[Records from a data collection]

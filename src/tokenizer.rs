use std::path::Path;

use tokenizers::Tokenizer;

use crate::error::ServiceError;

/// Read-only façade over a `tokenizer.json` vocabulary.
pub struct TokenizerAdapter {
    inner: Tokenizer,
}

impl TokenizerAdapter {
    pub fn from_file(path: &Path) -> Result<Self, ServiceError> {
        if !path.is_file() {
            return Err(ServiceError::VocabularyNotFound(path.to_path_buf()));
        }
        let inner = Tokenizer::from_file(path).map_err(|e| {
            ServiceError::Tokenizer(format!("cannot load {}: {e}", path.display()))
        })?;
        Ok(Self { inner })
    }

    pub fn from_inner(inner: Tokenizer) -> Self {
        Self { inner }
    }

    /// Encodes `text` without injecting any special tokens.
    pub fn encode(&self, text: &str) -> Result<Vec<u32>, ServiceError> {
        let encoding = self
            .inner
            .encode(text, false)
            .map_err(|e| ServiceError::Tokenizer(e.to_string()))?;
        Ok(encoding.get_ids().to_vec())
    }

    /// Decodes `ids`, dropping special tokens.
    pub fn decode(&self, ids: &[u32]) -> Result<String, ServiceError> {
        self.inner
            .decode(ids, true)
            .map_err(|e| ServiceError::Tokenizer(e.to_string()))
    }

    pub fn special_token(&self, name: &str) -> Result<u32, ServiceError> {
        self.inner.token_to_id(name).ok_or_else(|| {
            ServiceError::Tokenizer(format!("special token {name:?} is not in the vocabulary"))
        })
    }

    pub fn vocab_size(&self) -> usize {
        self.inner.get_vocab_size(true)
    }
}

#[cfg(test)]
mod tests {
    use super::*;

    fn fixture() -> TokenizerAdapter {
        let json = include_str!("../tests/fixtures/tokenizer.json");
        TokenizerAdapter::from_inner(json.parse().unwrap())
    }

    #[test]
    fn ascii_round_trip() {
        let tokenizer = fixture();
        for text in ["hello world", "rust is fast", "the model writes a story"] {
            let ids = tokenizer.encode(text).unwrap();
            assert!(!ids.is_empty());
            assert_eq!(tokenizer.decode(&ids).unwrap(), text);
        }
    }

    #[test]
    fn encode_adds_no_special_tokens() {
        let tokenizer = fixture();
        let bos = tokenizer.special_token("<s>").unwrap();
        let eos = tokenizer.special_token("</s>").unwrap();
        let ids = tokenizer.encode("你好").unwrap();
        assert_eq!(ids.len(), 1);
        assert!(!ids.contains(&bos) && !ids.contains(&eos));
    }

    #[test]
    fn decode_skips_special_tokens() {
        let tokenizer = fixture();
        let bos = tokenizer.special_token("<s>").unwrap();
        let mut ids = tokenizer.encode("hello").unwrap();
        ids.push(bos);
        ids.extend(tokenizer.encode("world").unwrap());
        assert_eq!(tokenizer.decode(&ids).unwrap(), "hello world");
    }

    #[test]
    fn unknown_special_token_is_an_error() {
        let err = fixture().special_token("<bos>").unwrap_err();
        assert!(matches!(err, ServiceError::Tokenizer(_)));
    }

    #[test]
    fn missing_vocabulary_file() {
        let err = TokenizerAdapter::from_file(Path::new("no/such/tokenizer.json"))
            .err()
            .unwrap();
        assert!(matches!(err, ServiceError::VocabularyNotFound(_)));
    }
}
==
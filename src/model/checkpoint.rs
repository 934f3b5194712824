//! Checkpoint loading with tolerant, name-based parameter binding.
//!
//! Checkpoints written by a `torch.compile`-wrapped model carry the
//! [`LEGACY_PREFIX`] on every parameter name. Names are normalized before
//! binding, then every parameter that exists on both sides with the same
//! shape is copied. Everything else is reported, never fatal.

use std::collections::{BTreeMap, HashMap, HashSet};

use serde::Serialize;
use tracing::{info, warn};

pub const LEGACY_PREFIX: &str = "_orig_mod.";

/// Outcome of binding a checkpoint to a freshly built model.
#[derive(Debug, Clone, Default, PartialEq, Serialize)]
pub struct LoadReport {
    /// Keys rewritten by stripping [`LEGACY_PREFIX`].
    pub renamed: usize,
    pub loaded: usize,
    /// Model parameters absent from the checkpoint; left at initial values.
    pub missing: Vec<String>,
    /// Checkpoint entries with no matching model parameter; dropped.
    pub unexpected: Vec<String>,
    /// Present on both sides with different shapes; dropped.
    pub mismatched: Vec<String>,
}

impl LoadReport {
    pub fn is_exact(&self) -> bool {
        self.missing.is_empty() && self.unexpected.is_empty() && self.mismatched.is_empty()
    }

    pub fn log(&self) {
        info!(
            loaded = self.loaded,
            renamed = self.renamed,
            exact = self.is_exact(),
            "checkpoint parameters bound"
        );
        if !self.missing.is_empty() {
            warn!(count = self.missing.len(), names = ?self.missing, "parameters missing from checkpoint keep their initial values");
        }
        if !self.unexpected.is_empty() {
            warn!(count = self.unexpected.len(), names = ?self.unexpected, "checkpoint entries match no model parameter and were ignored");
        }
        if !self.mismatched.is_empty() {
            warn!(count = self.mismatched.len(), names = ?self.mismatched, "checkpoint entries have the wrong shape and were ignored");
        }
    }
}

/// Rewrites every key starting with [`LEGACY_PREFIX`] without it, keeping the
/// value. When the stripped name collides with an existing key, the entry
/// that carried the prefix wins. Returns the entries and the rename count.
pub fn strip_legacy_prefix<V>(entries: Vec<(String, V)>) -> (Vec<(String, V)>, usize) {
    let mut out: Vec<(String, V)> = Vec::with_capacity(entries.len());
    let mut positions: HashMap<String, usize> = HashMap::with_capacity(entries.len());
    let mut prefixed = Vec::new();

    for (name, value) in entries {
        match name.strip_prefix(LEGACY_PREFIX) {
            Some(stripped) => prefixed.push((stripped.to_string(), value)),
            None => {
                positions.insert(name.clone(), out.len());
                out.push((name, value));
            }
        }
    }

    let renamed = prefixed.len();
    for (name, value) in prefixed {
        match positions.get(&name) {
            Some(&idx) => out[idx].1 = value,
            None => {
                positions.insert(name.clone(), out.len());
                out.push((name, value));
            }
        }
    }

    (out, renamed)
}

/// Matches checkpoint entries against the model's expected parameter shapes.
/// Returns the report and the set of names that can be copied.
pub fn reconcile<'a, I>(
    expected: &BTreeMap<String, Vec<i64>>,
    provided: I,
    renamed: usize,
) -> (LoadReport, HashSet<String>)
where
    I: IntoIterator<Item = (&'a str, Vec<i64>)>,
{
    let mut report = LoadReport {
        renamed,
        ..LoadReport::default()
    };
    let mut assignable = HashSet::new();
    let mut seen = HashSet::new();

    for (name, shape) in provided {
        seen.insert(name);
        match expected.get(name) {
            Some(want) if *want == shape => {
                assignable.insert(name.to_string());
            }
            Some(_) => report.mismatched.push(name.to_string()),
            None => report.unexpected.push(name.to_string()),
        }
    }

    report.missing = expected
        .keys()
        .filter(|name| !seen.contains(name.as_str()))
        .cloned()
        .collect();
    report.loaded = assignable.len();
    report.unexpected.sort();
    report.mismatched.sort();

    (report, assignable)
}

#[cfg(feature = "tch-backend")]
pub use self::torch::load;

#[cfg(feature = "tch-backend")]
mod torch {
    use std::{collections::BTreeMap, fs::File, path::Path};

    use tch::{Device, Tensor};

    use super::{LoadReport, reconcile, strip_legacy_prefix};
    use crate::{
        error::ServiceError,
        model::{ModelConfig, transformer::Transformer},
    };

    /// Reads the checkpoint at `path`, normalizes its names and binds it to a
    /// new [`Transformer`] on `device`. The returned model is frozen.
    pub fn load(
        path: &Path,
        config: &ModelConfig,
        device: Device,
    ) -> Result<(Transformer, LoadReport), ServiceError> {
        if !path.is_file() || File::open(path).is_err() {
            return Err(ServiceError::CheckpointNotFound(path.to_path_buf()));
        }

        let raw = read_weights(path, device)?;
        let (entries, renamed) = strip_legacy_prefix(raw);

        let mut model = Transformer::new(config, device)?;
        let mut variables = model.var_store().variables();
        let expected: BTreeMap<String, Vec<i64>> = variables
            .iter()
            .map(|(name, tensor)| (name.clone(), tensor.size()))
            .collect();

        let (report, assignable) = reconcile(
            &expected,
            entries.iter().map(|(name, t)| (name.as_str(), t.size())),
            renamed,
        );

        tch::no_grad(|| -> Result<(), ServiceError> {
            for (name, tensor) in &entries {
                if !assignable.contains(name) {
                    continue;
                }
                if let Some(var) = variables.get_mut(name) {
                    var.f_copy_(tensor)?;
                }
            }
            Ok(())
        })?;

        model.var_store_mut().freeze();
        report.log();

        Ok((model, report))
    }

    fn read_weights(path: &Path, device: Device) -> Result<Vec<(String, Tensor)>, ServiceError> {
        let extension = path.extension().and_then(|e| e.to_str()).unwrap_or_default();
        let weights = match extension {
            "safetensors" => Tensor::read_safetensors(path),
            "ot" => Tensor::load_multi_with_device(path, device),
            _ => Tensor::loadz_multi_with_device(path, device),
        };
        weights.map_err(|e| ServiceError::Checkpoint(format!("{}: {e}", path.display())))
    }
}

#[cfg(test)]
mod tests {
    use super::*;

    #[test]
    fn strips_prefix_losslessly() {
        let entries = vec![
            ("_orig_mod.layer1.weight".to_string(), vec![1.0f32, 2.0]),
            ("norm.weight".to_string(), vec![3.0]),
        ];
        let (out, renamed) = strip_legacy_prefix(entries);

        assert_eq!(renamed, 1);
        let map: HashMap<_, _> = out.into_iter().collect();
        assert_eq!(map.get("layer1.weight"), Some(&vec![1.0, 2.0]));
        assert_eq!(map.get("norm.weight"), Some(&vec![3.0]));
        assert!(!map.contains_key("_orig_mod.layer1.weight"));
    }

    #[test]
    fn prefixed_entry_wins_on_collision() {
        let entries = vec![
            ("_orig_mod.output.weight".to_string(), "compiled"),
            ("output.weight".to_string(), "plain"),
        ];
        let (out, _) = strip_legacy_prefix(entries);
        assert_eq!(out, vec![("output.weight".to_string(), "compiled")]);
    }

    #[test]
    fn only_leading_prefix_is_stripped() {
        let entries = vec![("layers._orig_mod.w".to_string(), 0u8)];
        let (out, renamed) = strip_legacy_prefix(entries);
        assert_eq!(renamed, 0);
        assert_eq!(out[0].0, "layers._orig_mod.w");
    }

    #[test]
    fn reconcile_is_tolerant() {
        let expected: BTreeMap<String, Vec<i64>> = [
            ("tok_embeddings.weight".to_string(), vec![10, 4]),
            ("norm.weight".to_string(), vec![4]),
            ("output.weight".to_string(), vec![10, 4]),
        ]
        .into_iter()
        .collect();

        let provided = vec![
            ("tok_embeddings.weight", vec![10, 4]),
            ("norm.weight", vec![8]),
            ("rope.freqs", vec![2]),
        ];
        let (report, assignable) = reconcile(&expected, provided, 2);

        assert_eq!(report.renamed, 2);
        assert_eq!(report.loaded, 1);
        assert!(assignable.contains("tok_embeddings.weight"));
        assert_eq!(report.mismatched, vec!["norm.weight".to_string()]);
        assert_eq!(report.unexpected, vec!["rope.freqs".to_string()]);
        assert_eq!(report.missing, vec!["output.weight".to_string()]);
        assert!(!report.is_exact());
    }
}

_Problem details_. Please transcribe exactly the lines above from the line that has "let mut variables" up to and including the line that has "for (name, tensor)"; no other line belongs in the answer.

_Answer box_.
        let mut variables = model.var_store().variables();
        let expected: BTreeMap<String, Vec<i64>> = variables
            .iter()
            .map(|(name, tensor)| (name.clone(), tensor.size()))
            .collect();

        let (report, assignable) = reconcile(
            &expected,
            entries.iter().map(|(name, t)| (name.as_str(), t.size())),
            renamed,
        );

        tch::no_grad(|| -> Result<(), ServiceError> {
            for (name, tensor) in &entries {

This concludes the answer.